### TASK INPUT
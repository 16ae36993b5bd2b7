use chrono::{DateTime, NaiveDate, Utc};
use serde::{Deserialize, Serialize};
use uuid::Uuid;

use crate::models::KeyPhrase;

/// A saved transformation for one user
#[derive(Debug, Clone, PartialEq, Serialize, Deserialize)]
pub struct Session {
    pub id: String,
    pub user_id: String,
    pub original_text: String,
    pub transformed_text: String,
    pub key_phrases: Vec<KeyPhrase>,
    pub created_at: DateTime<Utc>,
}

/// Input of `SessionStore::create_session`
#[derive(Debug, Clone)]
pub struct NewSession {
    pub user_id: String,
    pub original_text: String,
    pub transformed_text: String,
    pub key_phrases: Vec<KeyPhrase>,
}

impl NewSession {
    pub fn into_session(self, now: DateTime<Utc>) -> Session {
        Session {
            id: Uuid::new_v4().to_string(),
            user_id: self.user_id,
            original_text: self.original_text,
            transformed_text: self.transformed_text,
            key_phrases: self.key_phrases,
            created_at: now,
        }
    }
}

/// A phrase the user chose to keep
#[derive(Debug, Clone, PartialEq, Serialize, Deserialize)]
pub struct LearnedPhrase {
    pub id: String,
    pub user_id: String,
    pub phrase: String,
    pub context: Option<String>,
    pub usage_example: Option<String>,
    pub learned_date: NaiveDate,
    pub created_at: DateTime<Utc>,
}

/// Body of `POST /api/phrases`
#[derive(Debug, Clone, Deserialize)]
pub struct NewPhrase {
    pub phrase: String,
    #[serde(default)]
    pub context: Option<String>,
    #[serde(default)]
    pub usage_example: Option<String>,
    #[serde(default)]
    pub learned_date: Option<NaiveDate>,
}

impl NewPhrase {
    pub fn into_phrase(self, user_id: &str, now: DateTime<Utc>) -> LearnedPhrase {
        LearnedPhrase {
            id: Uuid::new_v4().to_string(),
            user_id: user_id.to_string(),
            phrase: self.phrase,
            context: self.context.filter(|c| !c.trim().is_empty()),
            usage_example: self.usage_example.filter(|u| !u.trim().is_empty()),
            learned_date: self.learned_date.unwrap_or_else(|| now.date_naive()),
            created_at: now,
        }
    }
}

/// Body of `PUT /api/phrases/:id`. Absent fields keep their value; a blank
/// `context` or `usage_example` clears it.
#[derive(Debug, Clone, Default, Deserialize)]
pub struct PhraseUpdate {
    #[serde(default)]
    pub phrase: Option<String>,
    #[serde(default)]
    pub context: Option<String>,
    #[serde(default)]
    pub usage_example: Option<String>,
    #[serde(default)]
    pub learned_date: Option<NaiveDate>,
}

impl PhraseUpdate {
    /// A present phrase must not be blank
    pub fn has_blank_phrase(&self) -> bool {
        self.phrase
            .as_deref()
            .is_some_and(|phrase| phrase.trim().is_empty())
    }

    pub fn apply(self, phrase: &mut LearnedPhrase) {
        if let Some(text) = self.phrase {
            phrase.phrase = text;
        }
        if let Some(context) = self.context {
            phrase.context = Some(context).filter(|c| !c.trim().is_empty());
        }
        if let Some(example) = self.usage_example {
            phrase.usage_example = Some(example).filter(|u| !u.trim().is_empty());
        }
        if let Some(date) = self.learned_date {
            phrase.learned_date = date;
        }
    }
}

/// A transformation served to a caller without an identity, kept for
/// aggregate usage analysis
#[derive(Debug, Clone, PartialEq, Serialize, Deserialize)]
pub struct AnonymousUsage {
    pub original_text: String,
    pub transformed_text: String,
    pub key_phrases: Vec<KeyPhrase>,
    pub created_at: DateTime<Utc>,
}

### TASK TO COMPLETE
Exactly as written above, set down the whole listing again.

### ANSWER TO THE EXERCISE
repository 16ae36993b5bd2b7
use chrono::{DateTime, NaiveDate, Utc};
use serde::{Deserialize, Serialize};
use uuid::Uuid;

use crate::models::KeyPhrase;

/// A saved transformation for one user
#[derive(Debug, Clone, PartialEq, Serialize, Deserialize)]
pub struct Session {
    pub id: String,
    pub user_id: String,
    pub original_text: String,
    pub transformed_text: String,
    pub key_phrases: Vec<KeyPhrase>,
    pub created_at: DateTime<Utc>,
}

/// Input of `SessionStore::create_session`
#[derive(Debug, Clone)]
pub struct NewSession {
    pub user_id: String,
    pub original_text: String,
    pub transformed_text: String,
    pub key_phrases: Vec<KeyPhrase>,
}

impl NewSession {
    pub fn into_session(self, now: DateTime<Utc>) -> Session {
        Session {
            id: Uuid::new_v4().to_string(),
            user_id: self.user_id,
            original_text: self.original_text,
            transformed_text: self.transformed_text,
            key_phrases: self.key_phrases,
            created_at: now,
        }
    }
}

/// A phrase the user chose to keep
#[derive(Debug, Clone, PartialEq, Serialize, Deserialize)]
pub struct LearnedPhrase {
    pub id: String,
    pub user_id: String,
    pub phrase: String,
    pub context: Option<String>,
    pub usage_example: Option<String>,
    pub learned_date: NaiveDate,
    pub created_at: DateTime<Utc>,
}

/// Body of `POST /api/phrases`
#[derive(Debug, Clone, Deserialize)]
pub struct NewPhrase {
    pub phrase: String,
    #[serde(default)]
    pub context: Option<String>,
    #[serde(default)]
    pub usage_example: Option<String>,
    #[serde(default)]
    pub learned_date: Option<NaiveDate>,
}

impl NewPhrase {
    pub fn into_phrase(self, user_id: &str, now: DateTime<Utc>) -> LearnedPhrase {
        LearnedPhrase {
            id: Uuid::new_v4().to_string(),
            user_id: user_id.to_string(),
            phrase: self.phrase,
            context: self.context.filter(|c| !c.trim().is_empty()),
            usage_example: self.usage_example.filter(|u| !u.trim().is_empty()),
            learned_date: self.learned_date.unwrap_or_else(|| now.date_naive()),
            created_at: now,
        }
    }
}

/// Body of `PUT /api/phrases/:id`. Absent fields keep their value; a blank
/// `context` or `usage_example` clears it.
#[derive(Debug, Clone, Default, Deserialize)]
pub struct PhraseUpdate {
    #[serde(default)]
    pub phrase: Option<String>,
    #[serde(default)]
    pub context: Option<String>,
    #[serde(default)]
    pub usage_example: Option<String>,
    #[serde(default)]
    pub learned_date: Option<NaiveDate>,
}

impl PhraseUpdate {
    /// A present phrase must not be blank
    pub fn has_blank_phrase(&self) -> bool {
        self.phrase
            .as_deref()
            .is_some_and(|phrase| phrase.trim().is_empty())
    }

    pub fn apply(self, phrase: &mut LearnedPhrase) {
        if let Some(text) = self.phrase {
            phrase.phrase = text;
        }
        if let Some(context) = self.context {
            phrase.context = Some(context).filter(|c| !c.trim().is_empty());
        }
        if let Some(example) = self.usage_example {
            phrase.usage_example = Some(example).filter(|u| !u.trim().is_empty());
        }
        if let Some(date) = self.learned_date {
            phrase.learned_date = date;
        }
    }
}

/// A transformation served to a caller without an identity, kept for
/// aggregate usage analysis
#[derive(Debug, Clone, PartialEq, Serialize, Deserialize)]
pub struct AnonymousUsage {
    pub original_text: String,
    pub transformed_text: String,
    pub key_phrases: Vec<KeyPhrase>,
    pub created_at: DateTime<Utc>,
}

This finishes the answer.